Mon travail de traduction a commencé en Erythrée avec un groupe d’enseignants anglais travaillant pour une ONG – Voluntary Service Overseas – dans lequel mon mari travaillait. J’avais l’habitude de traduire le tigrigna et amharique en anglais pour aider les enseignants dans leur vie quotidienne et je les accompagnais.

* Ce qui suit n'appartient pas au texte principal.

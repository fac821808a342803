//! Core simulation library for a 2-D black-hole particle animation.
//!
//! Main components:
//! - [`attractor`] — the single gravitational attractor ("black hole").
//! - [`particle`] — pooled glowing particles and their lifecycle.
//! - [`pointer`] — pointer tracking and attractor target resolution.
//! - [`phases`] — high-level per-frame phases / pipeline.
//! - [`trail`] — per-particle fading render history.
//! - [`config`] — global tuning constants for the animation.
//! - [`color`] — HSLA color descriptor shared by attractor and particles.
//! - [`types`] — shared viewport type.

pub mod attractor;
pub mod color;
pub mod config;
pub mod particle;
pub mod phases;
pub mod pointer;
pub mod trail;
pub mod types;
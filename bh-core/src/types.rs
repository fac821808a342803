use glam::Vec2;

/// Current drawing-surface dimensions in logical pixels.
///
/// Queried fresh from the host every frame; the core never caches it.
#[derive(Clone, Copy, Debug, PartialEq)]
pub struct Viewport {
    pub width: f32,
    pub height: f32,
}

impl Viewport {
    pub fn new(width: f32, height: f32) -> Self {
        Self { width, height }
    }

    /// Midpoint of the viewport, floored to whole pixels.
    pub fn center(&self) -> Vec2 {
        Vec2::new((self.width / 2.0).floor(), (self.height / 2.0).floor())
    }
}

Quand je suis partie de l’Erythrée pour me réfugier au Kenya puis en Ouganda, j’ai fait de la traduction pour des réfugiés érythréens et éthiopiens. J’accompagnais des femmes à l’hôpital et traduisais les recommandations des médecins qui étaient en anglais. Cela me faisait très plaisir de les informer et de les accompagner, elles avaient ainsi un accès au soin.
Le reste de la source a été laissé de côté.